Cette approche présente toutefois des limites. D’abord, elle pourrait n'avoir aucun impact positif sur les salaires. Les salaires ne sont pas uniquement tributaires de la stratégie des entreprises. Les salaires sont plutôt gagnés par les travailleurs dans une lutte organisée, comme en témoigne l'existence de primes salariales syndicales. Le résultat de la modification des structures de coûts sous l'effet d'une taxe sur les profits exceptionnels peut alors être compris comme une conséquence des luttes syndicales, étant donné que l'augmentation des coûts unitaires de main-d'œuvre peut également être une source de compétitivité dans des conditions de concurrence modifiées.

ii. Contrôle des prix

Afin d'intervenir au stade initial de l'inflation imputable aux vendeurs, des changements en matière de gestion de l'inflation sont essentiels. Les approches actuelles peuvent se concentrer sur l'augmentation du chômage, la réduction des salaires et rendre le marché du travail plus concurrentiel pour les travailleurs. Cette approche a des incidences négatives sur les moyens de subsistance des travailleurs, tout en ne s'attaquant pas à la cause sous-jacente de l'inflation dans des situations telles que les chocs de coûts. Par ailleurs, on peut envisager que les contrôles de prix soient une stratégie d'urgence pour faire face aux fluctuations extrêmes au cours des premières phases des chocs négatifs d'approvisionnement. L'étude d'intrants-extrants de Weber et al. menée en 2022 a montré que les chocs de coûts se propagent dans l'économie à partir d’importants secteurs générateurs d'intrants, en particulier le secteur de l'énergie.

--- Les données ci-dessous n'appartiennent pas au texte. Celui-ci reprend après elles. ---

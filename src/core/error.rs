use chrono::NaiveDate;
use thiserror::Error;

/// Message shown when the country list cannot be loaded.
pub const CATALOG_LOAD_MESSAGE: &str = "Failed to load countries";

/// Message shown when the statistics/historical fetch fails.
pub const FETCH_FAILED_MESSAGE: &str = "Failed to fetch data. Please try again later.";

/// Message shown when the chosen window holds no historical data.
pub const NO_DATA_MESSAGE: &str =
    "No data available for the selected date range. Please select a different range.";

#[derive(Error, Debug)]
pub enum DashError {
    #[error("Country catalog error: {0}")]
    CatalogLoad(String),

    #[error("Metrics fetch error for '{country}': {reason}")]
    Fetch { country: String, reason: String },

    #[error("No historical data between {start} and {end}")]
    NoDataForRange { start: NaiveDate, end: NaiveDate },

    #[error("Configuration error: {0}")]
    Config(String),

    #[error("Terminal UI error: {0}")]
    Terminal(String),

    #[error("Invalid date '{input}': expected YYYY-MM-DD")]
    InvalidDate { input: String },

    #[error("Timeout error: request took longer than {timeout_ms}ms")]
    Timeout { timeout_ms: u64 },

    #[error("HTTP error: {0}")]
    Http(#[from] reqwest::Error),

    #[error("IO error: {0}")]
    Io(#[from] std::io::Error),

    #[error("Serialization error: {0}")]
    Serialization(#[from] serde_json::Error),
}

/// Result type alias for dashboard operations
pub type Result<T> = std::result::Result<T, DashError>;

impl DashError {
    /// Creates a new catalog-load error
    pub fn catalog<S: Into<String>>(msg: S) -> Self {
        Self::CatalogLoad(msg.into())
    }

    /// Creates a new fetch error for a country
    pub fn fetch<C: Into<String>, S: Into<String>>(country: C, reason: S) -> Self {
        Self::Fetch {
            country: country.into(),
            reason: reason.into(),
        }
    }

    /// Creates a new configuration error
    pub fn config<S: Into<String>>(msg: S) -> Self {
        Self::Config(msg.into())
    }

    /// Creates a new terminal error
    pub fn terminal<S: Into<String>>(msg: S) -> Self {
        Self::Terminal(msg.into())
    }

    /// Text to put in front of the user. Network details stay in the logs.
    pub fn user_message(&self) -> String {
        match self {
            Self::CatalogLoad(_) => CATALOG_LOAD_MESSAGE.to_string(),
            Self::Fetch { .. } | Self::Http(_) | Self::Timeout { .. } | Self::Serialization(_) => {
                FETCH_FAILED_MESSAGE.to_string()
            },
            Self::NoDataForRange { .. } => NO_DATA_MESSAGE.to_string(),
            other => other.to_string(),
        }
    }

    /// Returns true if the user can recover from this error inside the dashboard
    pub fn is_recoverable(&self) -> bool {
        matches!(
            self,
            Self::Fetch { .. }
                | Self::NoDataForRange { .. }
                | Self::Http(_)
                | Self::Timeout { .. }
                | Self::Serialization(_)
        )
    }

    /// Returns the error category for logging
    pub fn category(&self) -> &'static str {
        match self {
            Self::CatalogLoad(_) => "catalog",
            Self::Fetch { .. } | Self::Http(_) => "network",
            Self::NoDataForRange { .. } => "empty_range",
            Self::Config(_) => "config",
            Self::Terminal(_) => "ui",
            Self::InvalidDate { .. } => "validation",
            Self::Timeout { .. } => "timeout",
            Self::Io(_) => "io",
            Self::Serialization(_) => "serialization",
        }
    }
}

#[cfg(test)]
mod tests {
    use super::*;

    #[test]
    fn test_error_creation() {
        let err = DashError::config("bad url");
        assert_eq!(err.to_string(), "Configuration error: bad url");
        assert_eq!(err.category(), "config");
    }

    #[test]
    fn test_user_messages() {
        assert_eq!(DashError::catalog("503").user_message(), "Failed to load countries");
        assert_eq!(
            DashError::fetch("jp", "connection reset").user_message(),
            "Failed to fetch data. Please try again later."
        );
        assert_eq!(DashError::Timeout { timeout_ms: 100 }.user_message(), FETCH_FAILED_MESSAGE);

        let empty = DashError::NoDataForRange {
            start: NaiveDate::from_ymd_opt(2024, 1, 1).unwrap(),
            end: NaiveDate::from_ymd_opt(2024, 2, 1).unwrap(),
        };
        assert_eq!(empty.user_message(), NO_DATA_MESSAGE);
        assert_eq!(empty.category(), "empty_range");
    }

    #[test]
    fn test_error_recoverability() {
        assert!(DashError::fetch("us", "timeout").is_recoverable());
        assert!(!DashError::catalog("down").is_recoverable());
        assert!(!DashError::config("invalid config").is_recoverable());
    }
}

Ainsi à court terme, des contrôles de prix ciblés dans des secteurs d’importance systémique, tel que le secteur de l'énergie, qui ont un impact substantiel sur les industries en aval comme les détaillants en alimentation, peuvent atténuer les chocs de coûts et la croissance de l'inflation. La mise en œuvre d'une telle option politique exige toutefois que l’on tienne compte de certains facteurs importants. À long terme, ils peuvent avoir des incidences néfastes sur la productivité et l'efficacité du marché, ce qui a des répercussions négatives sur les travailleurs et les consommateurs. La mise en œuvre de contrôle de prix devrait être comprise comme telle et utilisée en période de crises soudaines et extrêmes afin d’atténuer les hausses soudaines des coûts jusqu'à ce que les conditions d'approvisionnement ou d’offre se stabilisent.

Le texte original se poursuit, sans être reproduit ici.